Data set processing: You can use target detection methods such as yolo, SSD and other algorithms to evaluate the trained mAP, etc.

​Question 2

2023 Hebei Province Postgraduate Mathematical Modeling Question B Question 2: Please preprocess the data according to the meteorological data in Attachment 2 (15min time interval), establish a meteorological model, and analyze the wind speed, wind direction, and temperature from November 12-18, 2021 Wait for the data to make predictions and complete the table below.
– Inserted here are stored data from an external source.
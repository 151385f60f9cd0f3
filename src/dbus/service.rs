//! `org.area.ScreenShield` on the session bus
//!
//! Lets the rest of the shell lock the screen, toggle the screensaver and
//! follow the shield's state. Method calls are turned into [`ShieldEvent`]s
//! for the main loop; the loop hands drained [`ShieldSignal`]s back to
//! [`ShieldService::publish`].

use anyhow::{Context, Result};
use tokio::sync::mpsc::UnboundedSender;
use tokio::sync::watch;
use tracing::{debug, info, warn};
use zbus::object_server::SignalEmitter;
use zbus::{Connection, fdo, interface};

use crate::shield::{ShieldEvent, ShieldSignal, State};

pub const BUS_NAME: &str = "org.area.ScreenShield";
pub const OBJECT_PATH: &str = "/org/area/ScreenShield";

pub struct ScreenShieldInterface {
    events: UnboundedSender<ShieldEvent>,
    state: watch::Receiver<State>,
}

impl ScreenShieldInterface {
    fn send(&self, event: ShieldEvent) -> fdo::Result<()> {
        self.events
            .send(event)
            .map_err(|_| fdo::Error::Failed("Screen shield is shutting down".into()))
    }
}

#[interface(name = "org.area.ScreenShield")]
impl ScreenShieldInterface {
    /// Lock now, prompting for an away message when configured
    async fn lock(&self) -> fdo::Result<()> {
        debug!("D-Bus: Lock");
        self.send(ShieldEvent::LockRequested {
            ask_for_away_message: true,
        })
    }

    async fn set_active(&self, active: bool) -> fdo::Result<()> {
        debug!("D-Bus: SetActive({})", active);
        self.send(ShieldEvent::SetActive(active))
    }

    async fn get_active(&self) -> bool {
        *self.state.borrow() != State::Hidden
    }

    async fn get_locked(&self) -> bool {
        self.state.borrow().is_locked()
    }

    /// Close the away message prompt with `message`; empty means none
    async fn submit_away_message(&self, message: String) -> fdo::Result<()> {
        let message = Some(message).filter(|m| !m.trim().is_empty());
        self.send(ShieldEvent::AwayMessageEntered(message))
    }

    #[zbus(signal)]
    async fn active_changed(emitter: &SignalEmitter<'_>, active: bool) -> zbus::Result<()>;

    #[zbus(signal)]
    async fn locked(emitter: &SignalEmitter<'_>) -> zbus::Result<()>;

    #[zbus(signal)]
    async fn unlocked(emitter: &SignalEmitter<'_>) -> zbus::Result<()>;

    #[zbus(signal)]
    async fn state_changed(emitter: &SignalEmitter<'_>, old: &str, new: &str)
        -> zbus::Result<()>;
}

pub struct ShieldService {
    conn: Connection,
    state: watch::Sender<State>,
}

impl ShieldService {
    /// Export the interface and claim the bus name
    pub async fn serve(
        conn: &Connection,
        events: UnboundedSender<ShieldEvent>,
        initial: State,
    ) -> Result<Self> {
        let (state, rx) = watch::channel(initial);
        let iface = ScreenShieldInterface { events, state: rx };

        conn.object_server()
            .at(OBJECT_PATH, iface)
            .await
            .context("Failed to export ScreenShield interface")?;
        conn.request_name(BUS_NAME)
            .await
            .with_context(|| format!("Failed to acquire {}", BUS_NAME))?;

        info!("Serving {} at {}", BUS_NAME, OBJECT_PATH);

        Ok(Self {
            conn: conn.clone(),
            state,
        })
    }

    /// Update the exported state and emit `signals` in order
    pub fn publish(&self, signals: Vec<ShieldSignal>) {
        if signals.is_empty() {
            return;
        }

        for signal in &signals {
            if let ShieldSignal::StateChanged { new, .. } = signal {
                self.state.send_replace(*new);
            }
        }

        let conn = self.conn.clone();
        tokio::spawn(async move {
            if let Err(e) = emit(&conn, &signals).await {
                warn!("Failed to emit ScreenShield signals: {}", e);
            }
        });
    }
}

async fn emit(conn: &Connection, signals: &[ShieldSignal]) -> zbus::Result<()> {
    let iface = conn
        .object_server()
        .interface::<_, ScreenShieldInterface>(OBJECT_PATH)
        .await?;
    let emitter = iface.signal_emitter();

    for signal in signals {
        match *signal {
            ShieldSignal::StateChanged { old, new } => {
                ScreenShieldInterface::state_changed(emitter, old.as_str(), new.as_str()).await?;
                if (old == State::Hidden) != (new == State::Hidden) {
                    ScreenShieldInterface::active_changed(emitter, new != State::Hidden).await?;
                }
            }
            ShieldSignal::Locked => ScreenShieldInterface::locked(emitter).await?,
            ShieldSignal::Unlocked => ScreenShieldInterface::unlocked(emitter).await?,
        }
    }

    Ok(())
}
ARIMA (Autoregressive Moving Average Model) and SARIMA (Seasonal Autoregressive Moving Average Model) are commonly used statistical models when it comes to time series forecasting. They are both used to fit time series data, capture characteristics such as trend, seasonality and periodicity in it, and make predictions of future values. At the same time, ACF (autocorrelation function) and PACF (partial autocorrelation function) are important tools for time series data and are used to determine the order of ARIMA and SARIMA models.

1. ARIMA (Autoregressive Moving Average Model):- ARIMA is a commonly used time series forecasting model, which combines the characteristics of autoregressive (AR) and moving average (MA) for fitting non-stationary time series data.

  1. The AR (autoregressive) part uses the lag value of the time series data itself to predict the future value, expressed as AR(p); the MA (moving average) part uses the lag error term to predict the future value, expressed as MA(q).

  2. Difference (d) is used to transform non-stationary data into stationary data so that it satisfies the prerequisites of the ARIMA model.

  3. ARIMA(p, d, q) is a combination of AR, I (difference), and MA, where p, d, and q are the orders of AR, I, and MA, respectively.

2. SARIMA (Seasonal Autoregressive Moving Average Model):- SARIMA is an extended version of the ARIMA model, specially designed to deal with seasonal time series data.

  1. In addition to the p, d, and q parameters of the ARIMA model, SARIMA also has seasonal AR, I, and MA parameters, denoted as AR(P), I(D) and MA(Q).

  2. The seasonal period(s) is used to specify the interval of seasonality in the data, such as a 365-day year or a 7-day week.

  3. SARIMA(p, d, q) × (P, D, Q, s) is the representation of the SARIMA model, where p, d, and q correspond to the order of AR, I, and MA, respectively, and P, D, and Q correspond to the seasons Orders of AR, I and MA, s is the seasonal period.

3. ACF (Autocorrelation Function):- ACF is used to measure the linear correlation between time series data and its own lagged value.

  1. Plotting an ACF plot can help determine whether time series data is characteristic of an autoregressive (AR) model, that is, whether there is a correlation between the data and its lagged values.

  2. If the ACF exhibits significant correlations at lags other than 0, an AR model may be required.

4. PACF (Partial Autocorrelation Function):- PACF is used to measure the direct linear relationship between time series data and its own lag value, eliminating the influence of intermediate lag values.

  1. Plotting a PACF plot can help determine whether time series data is characteristic of a moving average (MA) model, that is, whether there is a direct linear relationship between the data and its lagged values.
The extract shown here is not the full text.